“Pence and Paymar are right on target again. Their analysis of battering is excellent and their approach…is straightforward, useful and clear. [The book] tells you what to do with abusive men and how to do it well. [The authors] challenge practitioners to do their work in a manner that is compassionate yet never colluding. Accountability and safety to battered women and creating a process of change for abusive men are central to its success.”
--Susan Schechter,
author of Women and Male Violence
“Drawing upon years of experience…Pence and Paymar have written a practical and conceptually sound curriculum for batterers' groups. This book offers an effective guide to both the beginning facilitator and the experienced clinician for engaging batterers in the lifelong process of changing their intimate relationships, from those based on coercive control to those based on equality. [They] accomplish this task without compromising their commitment to advocacy with battered women.”

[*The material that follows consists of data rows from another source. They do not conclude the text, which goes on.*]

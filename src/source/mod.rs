//! Raw source readers and the extract stage.
//!
//! Retail exports arrive as delimited text in whatever encoding the upstream
//! system produced, so reading goes through encoding auto-detection
//! (chardet + encoding_rs) and delimiter auto-detection before CSV parsing.
//!
//! Each source kind has a fixed, hand-specified set of required columns; a
//! missing column is a hard error (unlike missing *values*, which the
//! cleaning stage handles). The extract stage persists an untouched copy of
//! every source into the staging directory as the first hand-off.

use log::info;
use std::path::{Path, PathBuf};

use crate::error::{SourceError, SourceResult};
use crate::table::Table;

// =============================================================================
// Source Kinds
// =============================================================================

/// The five raw source tables the pipeline consumes.
#[derive(Debug, Clone, Copy, PartialEq, Eq)]
pub enum SourceKind {
    Customers,
    Products,
    Sales,
    Shipping,
    Time,
}

impl SourceKind {
    /// All kinds, in extraction order.
    pub const ALL: [SourceKind; 5] = [
        SourceKind::Products,
        SourceKind::Sales,
        SourceKind::Time,
        SourceKind::Customers,
        SourceKind::Shipping,
    ];

    /// Short name used in logs and table names.
    pub fn name(&self) -> &'static str {
        match self {
            SourceKind::Customers => "customers",
            SourceKind::Products => "products",
            SourceKind::Sales => "sales",
            SourceKind::Shipping => "shipping",
            SourceKind::Time => "time",
        }
    }

    /// File name expected in the raw data directory.
    pub fn raw_file_name(&self) -> &'static str {
        match self {
            SourceKind::Customers => "customer_data.csv",
            SourceKind::Products => "inventory_data.csv",
            SourceKind::Sales => "sales_data.csv",
            SourceKind::Shipping => "shipping_data.csv",
            SourceKind::Time => "time_data.csv",
        }
    }

    /// File name written to the staging directory.
    pub fn staged_file_name(&self) -> String {
        format!("{}_raw.csv", self.name())
    }

    /// File name written to the processed directory after cleaning.
    pub fn cleaned_file_name(&self) -> String {
        format!("{}_cleaned.csv", self.name())
    }

    /// Required columns for this source, exactly as the upstream exports
    /// name them.
    pub fn required_columns(&self) -> &'static [&'static str] {
        match self {
            SourceKind::Customers => &[
                "Customer ID",
                "Customer Name",
                "Segment",
                "City",
                "State",
                "Country",
                "Region",
            ],
            SourceKind::Products => &["Product ID", "Product Name", "Category", "Sub-Category"],
            SourceKind::Sales => &[
                "Order ID",
                "Product ID",
                "Customer ID",
                "Order Date",
                "Sales",
                "Profit",
                "Quantity",
                "Discount",
                "Shipping Cost",
            ],
            SourceKind::Shipping => &[
                "Order ID",
                "Ship Date",
                "Ship Mode",
                "Delivery Days",
                "Shipping Cost",
            ],
            SourceKind::Time => &["Order Date", "order year", "order month"],
        }
    }
}

// =============================================================================
// Encoding & Delimiter Detection
// =============================================================================

/// Detect the encoding of raw bytes using chardet.
pub fn detect_encoding(bytes: &[u8]) -> String {
    let result = chardet::detect(bytes);
    let charset = result.0;

    // Normalize charset names
    match charset.to_lowercase().as_str() {
        "ascii" | "utf-8" | "utf8" => "utf-8".to_string(),
        "iso-8859-1" | "iso-8859-15" | "latin-1" | "latin1" => "iso-8859-1".to_string(),
        "windows-1252" | "cp1252" => "windows-1252".to_string(),
        _ => charset,
    }
}

/// Decode bytes to a string using the detected encoding.
pub fn decode_content(bytes: &[u8], encoding: &str) -> String {
    match encoding.to_lowercase().as_str() {
        "iso-8859-1" | "latin-1" | "latin1" => encoding_rs::ISO_8859_15.decode(bytes).0.to_string(),
        "windows-1252" | "cp1252" => encoding_rs::WINDOWS_1252.decode(bytes).0.to_string(),
        // Fallback: UTF-8 with lossy conversion
        _ => String::from_utf8_lossy(bytes).to_string(),
    }
}

/// Detect the delimiter by counting occurrences in the first line.
pub fn detect_delimiter(content: &str) -> u8 {
    let first_line = content.lines().next().unwrap_or("");

    let separators = [b',', b';', b'\t', b'|'];
    let mut best_sep = b',';
    let mut best_count = 0;

    for &sep in &separators {
        let count = first_line.matches(sep as char).count();
        if count > best_count {
            best_count = count;
            best_sep = sep;
        }
    }

    best_sep
}

// =============================================================================
// Reading
// =============================================================================

/// Read one raw source file with encoding and delimiter auto-detection,
/// then verify the kind's required columns are all present.
pub fn read_source(kind: SourceKind, path: &Path) -> SourceResult<Table> {
    let bytes = std::fs::read(path)?;
    if bytes.is_empty() {
        return Err(SourceError::EmptyFile(path.display().to_string()));
    }

    let encoding = detect_encoding(&bytes);
    let content = decode_content(&bytes, &encoding);
    let delimiter = detect_delimiter(&content);
    info!(
        "{}: encoding {}, delimiter '{}'",
        kind.name(),
        encoding,
        (delimiter as char).escape_default()
    );

    let table = Table::read_csv_str(kind.name(), &content, delimiter)?;
    for col in kind.required_columns() {
        table.require_column(col).map_err(SourceError::Table)?;
    }
    Ok(table)
}

/// Read a previously staged or cleaned copy (plain UTF-8 CSV written by the
/// pipeline itself), re-checking the required columns.
pub fn read_staged(kind: SourceKind, path: &Path) -> SourceResult<Table> {
    let table = Table::read_csv(kind.name(), path).map_err(SourceError::Table)?;
    for col in kind.required_columns() {
        table.require_column(col).map_err(SourceError::Table)?;
    }
    Ok(table)
}

// =============================================================================
// Extract Stage
// =============================================================================

/// Extract all raw sources into the staging directory.
///
/// Raw files are read with auto-detection and persisted as UTF-8 CSV copies;
/// no values are changed. Returns the extracted tables in [`SourceKind::ALL`]
/// order.
pub fn extract_all(raw_dir: &Path, staging_dir: &Path) -> SourceResult<Vec<(SourceKind, Table)>> {
    std::fs::create_dir_all(staging_dir)?;

    let mut extracted = Vec::with_capacity(SourceKind::ALL.len());
    for kind in SourceKind::ALL {
        let raw_path = raw_dir.join(kind.raw_file_name());
        let table = read_source(kind, &raw_path)?;

        let staged_path = staging_dir.join(kind.staged_file_name());
        table.write_csv(&staged_path).map_err(SourceError::Table)?;
        info!(
            "staged {} rows of {} to {}",
            table.len(),
            kind.name(),
            staged_path.display()
        );
        extracted.push((kind, table));
    }
    Ok(extracted)
}

/// Path of one staged source file.
pub fn staged_path(staging_dir: &Path, kind: SourceKind) -> PathBuf {
    staging_dir.join(kind.staged_file_name())
}

/// Path of one cleaned source file.
pub fn cleaned_path(processed_dir: &Path, kind: SourceKind) -> PathBuf {
    processed_dir.join(kind.cleaned_file_name())
}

--Anne L. Ganley, PhD, Domestic Violence Program
Seattle Veterans Administration Medical Center
“Presents the most comprehensive and successful methods for working with men who batter. Mixing discussion, self-analysis and opportunities for learning new behaviors, this well-mapped-out intervention strategy helps counselors hold men accountable while teaching non-abusive behaviors.”
--Fernando Merderos,
Executive Director of Common Purpose, Boston, MA
«Education Groups for Men Who Batter is a curriculum and a methodology which unequivocally identifies the exercise of violent and coercive tactics against women in intimate relationships as intentional, strategic behavior….[It] is an essential training tool for all actors in the justice and human services systems. Only when tactics of control are seen as intentional intimate terrorism can these systems construct responses effectively to end the violence.î
--Barbara J. Hart,
Esq., Pennsylvania Coalition Against Domestic Violence
“Presents the leading approach to undoing men's abuse of women…The Duluth Model has pioneered an approach based on the experiences of abused women and consequently tailored to their circumstances. It tackles the social dimensions of woman abuse more directly and decisively than any of the psychological or skill-building approaches circulating in the field.”
-- Edward W. Gondolf,
author of Men Who Batter, Battered Women as Survivors, and Psychiatric Response to Family Violence
“The Duluth Model has inspired activists all over the world, and its principles are being followed in programs in several countries. We predict that this book will become the standard text for those who work with men who batter.”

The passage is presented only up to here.